1. In consideration for your execution of this Agreement, including specifically the release provisions in Section 3, APC agrees to the following:
(a) You will be paid an aggregate of $500,000 in severance pay, minus any applicable federal, state and/or local taxes, deductions and withholdings, and any other agreed-upon deductions, in accordance with APC’s normal payroll practices, in eight (8) equal monthly installments of $62,500, commencing in the pay period following APC’s receipt of this Agreement signed by you.
(b) You have the right under federal legislation, commonly referred to as “COBRA”, to continue participation in APC’s group health insurance plans (medical, dental) at your expense for a period of up to 18 months after termination of employment with APC, subject to limitations on that right imposed by COBRA. Although not obligated to do so, APC will pay your health insurance premiums for the twelve (12) months that follow the month in which the Resignation Date falls or until you are eligible for other health insurance coverage by virtue of becoming employed, whichever comes first.
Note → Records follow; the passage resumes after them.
//! Application layer - Use cases and port interfaces
//!
//! Recording, playback and the continuous listener are written against the
//! traits in [`ports`]; adapters live in the infrastructure layer.

pub mod device_lock;
pub mod fallback;
pub mod listener;
pub mod playback;
pub mod ports;
pub mod recording;
pub mod shutdown;

pub use device_lock::{DeviceLease, DeviceLock};
pub use fallback::{FallbackSynthesizer, FallbackTranscriber};
pub use listener::{ContinuousListener, ListenerConfig, ListenerExit};
pub use playback::{PlaybackError, PlaybackSession, PlaybackState, Player};
pub use recording::{CaptureStats, Recording, RecordingError, RecordingSession, StopHandle, StopReason};
pub use shutdown::ShutdownToken;
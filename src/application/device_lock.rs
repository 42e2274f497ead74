//! Process-wide exclusive access to the audio devices

use std::sync::atomic::{AtomicBool, Ordering};
use std::sync::{Arc, OnceLock};

static INPUT: OnceLock<DeviceLock> = OnceLock::new();
static OUTPUT: OnceLock<DeviceLock> = OnceLock::new();

/// Guards one device. At most one [`DeviceLease`] exists per lock.
#[derive(Debug, Clone, Default)]
pub struct DeviceLock {
    held: Arc<AtomicBool>,
}

impl DeviceLock {
    /// A private lock, independent of the process-wide ones
    pub fn new() -> Self {
        Self::default()
    }

    /// The process-wide capture device lock
    pub fn input() -> Self {
        INPUT.get_or_init(DeviceLock::new).clone()
    }

    /// The process-wide playback device lock
    pub fn output() -> Self {
        OUTPUT.get_or_init(DeviceLock::new).clone()
    }

    /// Take the lease, or `None` if it is held elsewhere
    pub fn try_acquire(&self) -> Option<DeviceLease> {
        self.held
            .compare_exchange(false, true, Ordering::AcqRel, Ordering::Acquire)
            .ok()
            .map(|_| DeviceLease {
                held: Arc::clone(&self.held),
            })
    }

    pub fn is_held(&self) -> bool {
        self.held.load(Ordering::Acquire)
    }
}

/// Exclusive right to a device, released on drop
#[derive(Debug)]
pub struct DeviceLease {
    held: Arc<AtomicBool>,
}

impl Drop for DeviceLease {
    fn drop(&mut self) {
        self.held.store(false, Ordering::Release);
    }
}

#[cfg(test)]
mod tests {
    use super::*;

    #[test]
    fn second_acquire_fails_while_held() {
        let lock = DeviceLock::new();
        let lease = lock.try_acquire();
        assert!(lease.is_some());
        assert!(lock.is_held());
        assert!(lock.try_acquire().is_none());
    }

    #[test]
    fn drop_releases() {
        let lock = DeviceLock::new();
        let lease = lock.try_acquire().unwrap();
        drop(lease);
        assert!(!lock.is_held());
        assert!(lock.try_acquire().is_some());
    }

    #[test]
    fn clones_share_the_lease() {
        let lock = DeviceLock::new();
        let other = lock.clone();
        let _lease = lock.try_acquire().unwrap();
        assert!(other.try_acquire().is_none());
    }

    #[test]
    fn private_locks_are_independent() {
        let a = DeviceLock::new();
        let b = DeviceLock::new();
        let _lease = a.try_acquire().unwrap();
        assert!(b.try_acquire().is_some());
    }

    #[test]
    fn process_wide_locks_are_shared() {
        let first = DeviceLock::input();
        let second = DeviceLock::input();
        assert!(Arc::ptr_eq(&first.held, &second.held));
        assert!(!Arc::ptr_eq(&first.held, &DeviceLock::output().held));
    }
}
At the conclusion of the 12-month period, you will be permitted to continue participation in the group health insurance plans by payment of the entire appropriate monthly premium for the remainder of the 18-month COBRA period (subject to the limitations on that right imposed by COBRA). You understand that, in accordance with COBRA, APC’s obligations under this paragraph may terminate in any event if you are not eligible or become covered by another health insurance plan prior to the end of the 18-month period following your termination of employment. Documents relating to your COBRA rights will be provided separately.
2. You understand and agree that the payments and benefits offered to you in Section 1 of this Agreement are in addition to any payments or benefits to which you are otherwise entitled because of your employment with the Company.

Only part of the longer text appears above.